A. Peter’s public key
B. Peter’s private key
C. Ann’s public key
D. Ann’s private key

Answer: D

Explanation:
The sender uses his private key, in this case Ann’s private key, to create a digital signature. The message is, in effect, signed with the private key. The sender then sends the message to the receiver. The receiver uses the public key attached to the message to validate the digital signature. If the values match, the receiver knows the message is authentic. The receiver uses a key provided by the sender—the public key—to decrypt the message. Most digital signature implementations also use a hash to verify that the message has not been altered, intentionally or accidently, in transit.

CompTIA Security+ Question K-63

Which of the following could cause a browser to display the message below?
“The security certificate presented by this website was issued for a different website’s address.”

A. The website certificate was issued by a different CA than what the browser recognizes in its trusted CAs.
B. The website is using a wildcard certificate issued for the company’s domain.
C. HTTPS://127.0.01 was used instead of HTTPS://localhost.
D. The website is using an expired self signed certificate.

Answer: C

Explanation:
PKI is a two-key, asymmetric system with four main components: certificate authority (CA), registration authority (RA), RSA (the encryption algorithm), and digital certificates. In typical public key infrastructure (PKI) arrangements, a digital signature from a certificate authority (CA) attests that a particular public key certificate is valid (i.e., contains correct information). Users, or their software on their behalf, check that the private key used to sign some certificate matches the public key in the CA’s certificate. Since CA certificates are often signed by other, “higher-ranking,” CAs, there must necessarily be a highest CA, which provides the ultimate in attestation authority in that particular PKI scheme. Localhost is a hostname that means this computer and may be used to access the computer’s own network services via its loopback network interface. Using the loopback interface bypasses local network interface hardware. In this case the HTTPS://127.0.01 was used and not HTTPS//localhost

CompTIA Security+ Question K-30

Which of the following concepts is used by digital signatures to ensure integrity of the data?

A. Non-repudiation
B. Hashing
C. Transport encryption
D. Key escrow

Answer: B

Explanation:
Most digital signature implementations also use a hash to verify that the message has not been altered, intentionally or accidently, in transit.

CompTIA Security+ Question J-94

Public keys are used for which of the following?

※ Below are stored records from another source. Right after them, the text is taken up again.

use axum::{
    extract::{Path, Query, State},
    http::StatusCode,
    routing::{get, post},
    Json, Router,
};
use serde::Serialize;
use utoipa::ToSchema;
use uuid::Uuid;

use crate::auth::CurrentUser;
use crate::entities::{audit_log, notification, user};
use crate::errors::ServiceError;
use crate::handlers::common::{paginated, PaginationParams};
use crate::services::assignments::{AssignmentOutcome, AssignmentTargets, UserAssignments};
use crate::services::users::{ChangePasswordRequest, CreateUserRequest, UpdateUserRequest};
use crate::{ApiResponse, ApiResult, AppState, PaginatedResponse};

pub fn routes() -> Router<AppState> {
    Router::new()
        .route("/", post(create_user).get(list_users))
        .route(
            "/notifications/unread",
            get(list_unread_notifications).post(mark_notifications_read),
        )
        .route("/notifications", get(list_notifications))
        .route("/assignments", get(my_assignments))
        .route("/logs", get(list_audit_logs))
        .route("/:id", get(get_user).put(update_user).delete(delete_user))
        .route("/:id/change-password", post(change_password))
        .route("/:id/assign", post(assign_user))
}

/// Wire shape kept from the original UI contract: flat list under
/// `unread`, dates rendered `dd/mm/yyyy HH:MM`.
#[derive(Serialize, ToSchema)]
pub struct UnreadNotification {
    pub id: Uuid,
    pub title: String,
    pub message: String,
    pub action_url: Option<String>,
    pub created_at: String,
}

#[derive(Serialize, ToSchema)]
pub struct UnreadNotificationsResponse {
    pub unread: Vec<UnreadNotification>,
}

impl From<notification::Model> for UnreadNotification {
    fn from(model: notification::Model) -> Self {
        Self {
            id: model.id,
            title: model.title,
            message: model.message,
            action_url: model.action_url,
            created_at: model.created_at.format("%d/%m/%Y %H:%M").to_string(),
        }
    }
}

#[utoipa::path(
    post,
    path = "/api/v1/users",
    request_body = CreateUserRequest,
    responses(
        (status = 200, description = "User created"),
        (status = 403, description = "Caller is not an administrator"),
        (status = 409, description = "Username or email already taken")
    ),
    security(("bearer_auth" = [])),
    tag = "users"
)]
pub async fn create_user(
    State(state): State<AppState>,
    current_user: CurrentUser,
    Json(request): Json<CreateUserRequest>,
) -> ApiResult<user::Model> {
    let user = state
        .services
        .users
        .create_user(request, &current_user)
        .await?;
    Ok(Json(ApiResponse::success(user)))
}

#[utoipa::path(
    get,
    path = "/api/v1/users",
    params(PaginationParams),
    responses((status = 200, description = "Paginated users")),
    security(("bearer_auth" = [])),
    tag = "users"
)]
pub async fn list_users(
    State(state): State<AppState>,
    _current_user: CurrentUser,
    Query(pagination): Query<PaginationParams>,
) -> ApiResult<PaginatedResponse<user::Model>> {
    let (users, total) = state
        .services
        .users
        .list_users(pagination.page(), pagination.per_page())
        .await?;
    Ok(Json(ApiResponse::success(paginated(
        users,
        total,
        &pagination,
    ))))
}

#[utoipa::path(
    get,
    path = "/api/v1/users/{id}",
    params(("id" = Uuid, Path, description = "User id")),
    responses(
        (status = 200, description = "The user"),
        (status = 404, description = "User not found")
    ),
    security(("bearer_auth" = [])),
    tag = "users"
)]
pub async fn get_user(
    State(state): State<AppState>,
    _current_user: CurrentUser,
    Path(id): Path<Uuid>,
) -> ApiResult<user::Model> {
    let user = state.services.users.get_user(id).await?;
    Ok(Json(ApiResponse::success(user)))
}

#[utoipa::path(
    put,
    path = "/api/v1/users/{id}",
    params(("id" = Uuid, Path, description = "User id")),
    request_body = UpdateUserRequest,
    responses(
        (status = 200, description = "User updated"),
        (status = 403, description = "Not permitted for this account"),
        (status = 404, description = "User not found")
    ),
    security(("bearer_auth" = [])),
    tag = "users"
)]
pub async fn update_user(
    State(state): State<AppState>,
    current_user: CurrentUser,
    Path(id): Path<Uuid>,
    Json(request): Json<UpdateUserRequest>,
) -> ApiResult<user::Model> {
    let user = state
        .services
        .users
        .update_user(id, request, &current_user)
        .await?;
    Ok(Json(ApiResponse::success(user)))
}

#[utoipa::path(
    post,
    path = "/api/v1/users/{id}/change-password",
    params(("id" = Uuid, Path, description = "User id")),
    request_body = ChangePasswordRequest,
    responses(
        (status = 200, description = "Password changed"),
        (status = 400, description = "Current password does not match"),
        (status = 403, description = "Not permitted for this account")
    ),
    security(("bearer_auth" = [])),
    tag = "users"
)]
pub async fn change_password(
    State(state): State<AppState>,
    current_user: CurrentUser,
    Path(id): Path<Uuid>,
    Json(request): Json<ChangePasswordRequest>,
) -> ApiResult<()> {
    state
        .services
        .users
        .change_password(id, request, &current_user)
        .await?;
    Ok(Json(ApiResponse::success(())))
}

/// Removal is blocked for administrator accounts; deactivate those via
/// `PUT /users/{id}` instead.
#[utoipa::path(
    delete,
    path = "/api/v1/users/{id}",
    params(("id" = Uuid, Path, description = "User id")),
    responses(
        (status = 200, description = "User deleted"),
        (status = 400, description = "Administrator accounts cannot be deleted"),
        (status = 403, description = "Caller is not an administrator"),
        (status = 404, description = "User not found")
    ),
    security(("bearer_auth" = [])),
    tag = "users"
)]
pub async fn delete_user(
    State(state): State<AppState>,
    current_user: CurrentUser,
    Path(id): Path<Uuid>,
) -> ApiResult<()> {
    state.services.users.delete_user(id, &current_user).await?;
    Ok(Json(ApiResponse::success(())))
}

/// Assigns the user to any combination of project, order and shipment,
/// notifying them once per target. All-or-nothing: one bad id fails the
/// whole call.
#[utoipa::path(
    post,
    path = "/api/v1/users/{id}/assign",
    params(("id" = Uuid, Path, description = "User id to assign")),
    request_body = AssignmentTargets,
    responses(
        (status = 200, description = "Assignment summary", body = AssignmentOutcome),
        (status = 404, description = "User or a target not found")
    ),
    security(("bearer_auth" = [])),
    tag = "users"
)]
pub async fn assign_user(
    State(state): State<AppState>,
    current_user: CurrentUser,
    Path(id): Path<Uuid>,
    Json(targets): Json<AssignmentTargets>,
) -> ApiResult<AssignmentOutcome> {
    let outcome = state
        .services
        .assignments
        .assign_user(id, targets, &current_user)
        .await?;
    Ok(Json(ApiResponse::success(outcome)))
}

#[utoipa::path(
    get,
    path = "/api/v1/users/assignments",
    responses((status = 200, description = "Projects, orders and shipments assigned to the caller", body = UserAssignments)),
    security(("bearer_auth" = [])),
    tag = "users"
)]
pub async fn my_assignments(
    State(state): State<AppState>,
    current_user: CurrentUser,
) -> ApiResult<UserAssignments> {
    let assignments = state
        .services
        .assignments
        .assignments_for(current_user.user_id)
        .await?;
    Ok(Json(ApiResponse::success(assignments)))
}

#[utoipa::path(
    get,
    path = "/api/v1/users/notifications/unread",
    responses((status = 200, description = "Unread notifications, newest first", body = UnreadNotificationsResponse)),
    security(("bearer_auth" = [])),
    tag = "users"
)]
pub async fn list_unread_notifications(
    State(state): State<AppState>,
    current_user: CurrentUser,
) -> Result<Json<UnreadNotificationsResponse>, ServiceError> {
    let unread = state
        .services
        .notifications
        .list_unread(current_user.user_id)
        .await?;
    Ok(Json(UnreadNotificationsResponse {
        unread: unread.into_iter().map(UnreadNotification::from).collect(),
    }))
}

#[utoipa::path(
    post,
    path = "/api/v1/users/notifications/unread",
    responses((status = 204, description = "All notifications marked read")),
    security(("bearer_auth" = [])),
    tag = "users"
)]
pub async fn mark_notifications_read(
    State(state): State<AppState>,
    current_user: CurrentUser,
) -> Result<StatusCode, ServiceError> {
    state
        .services
        .notifications
        .mark_all_read(current_user.user_id)
        .await?;
    Ok(StatusCode::NO_CONTENT)
}

#[utoipa::path(
    get,
    path = "/api/v1/users/notifications",
    params(PaginationParams),
    responses((status = 200, description = "All notifications for the caller, paginated")),
    security(("bearer_auth" = [])),
    tag = "users"
)]
pub async fn list_notifications(
    State(state): State<AppState>,
    current_user: CurrentUser,
    Query(pagination): Query<PaginationParams>,
) -> ApiResult<PaginatedResponse<notification::Model>> {
    let (notifications, total) = state
        .services
        .notifications
        .list_for_user(
            current_user.user_id,
            pagination.page(),
            pagination.per_page(),
        )
        .await?;
    Ok(Json(ApiResponse::success(paginated(
        notifications,
        total,
        &pagination,
    ))))
}

#[utoipa::path(
    get,
    path = "/api/v1/users/logs",
    params(PaginationParams),
    responses(
        (status = 200, description = "Audit log, newest first"),
        (status = 403, description = "Caller is not an administrator")
    ),
    security(("bearer_auth" = [])),
    tag = "users"
)]
pub async fn list_audit_logs(
    State(state): State<AppState>,
    current_user: CurrentUser,
    Query(pagination): Query<PaginationParams>,
) -> ApiResult<PaginatedResponse<audit_log::Model>> {
    current_user.require_admin()?;
    let (entries, total) = state
        .services
        .audit
        .list(pagination.page(), pagination.per_page())
        .await?;
    Ok(Json(ApiResponse::success(paginated(
        entries,
        total,
        &pagination,
    ))))
}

A. Decrypting wireless messages
B. Decrypting the hash of an electronic signature
C. Bulk encryption of IP based email traffic
D. Encrypting web browser traffic

Answer: B

Explanation:
The sender uses the private key to create a digital signature. The message is, in effect, signed with the private key. The sender then sends the message to the receiver. The receiver uses the public key attached to the message to validate the digital signature. If the values match, the receiver knows the message is authentic.

CompTIA Security+ Question J-80

Digital Signatures provide which of the following?

A. Confidentiality
B. Authorization
C. Integrity
D. Authentication
E. Availability

Answer: C

Explanation:
A digital signature is similar in function to a standard signature on a document. It validates the integrity of the message and the sender.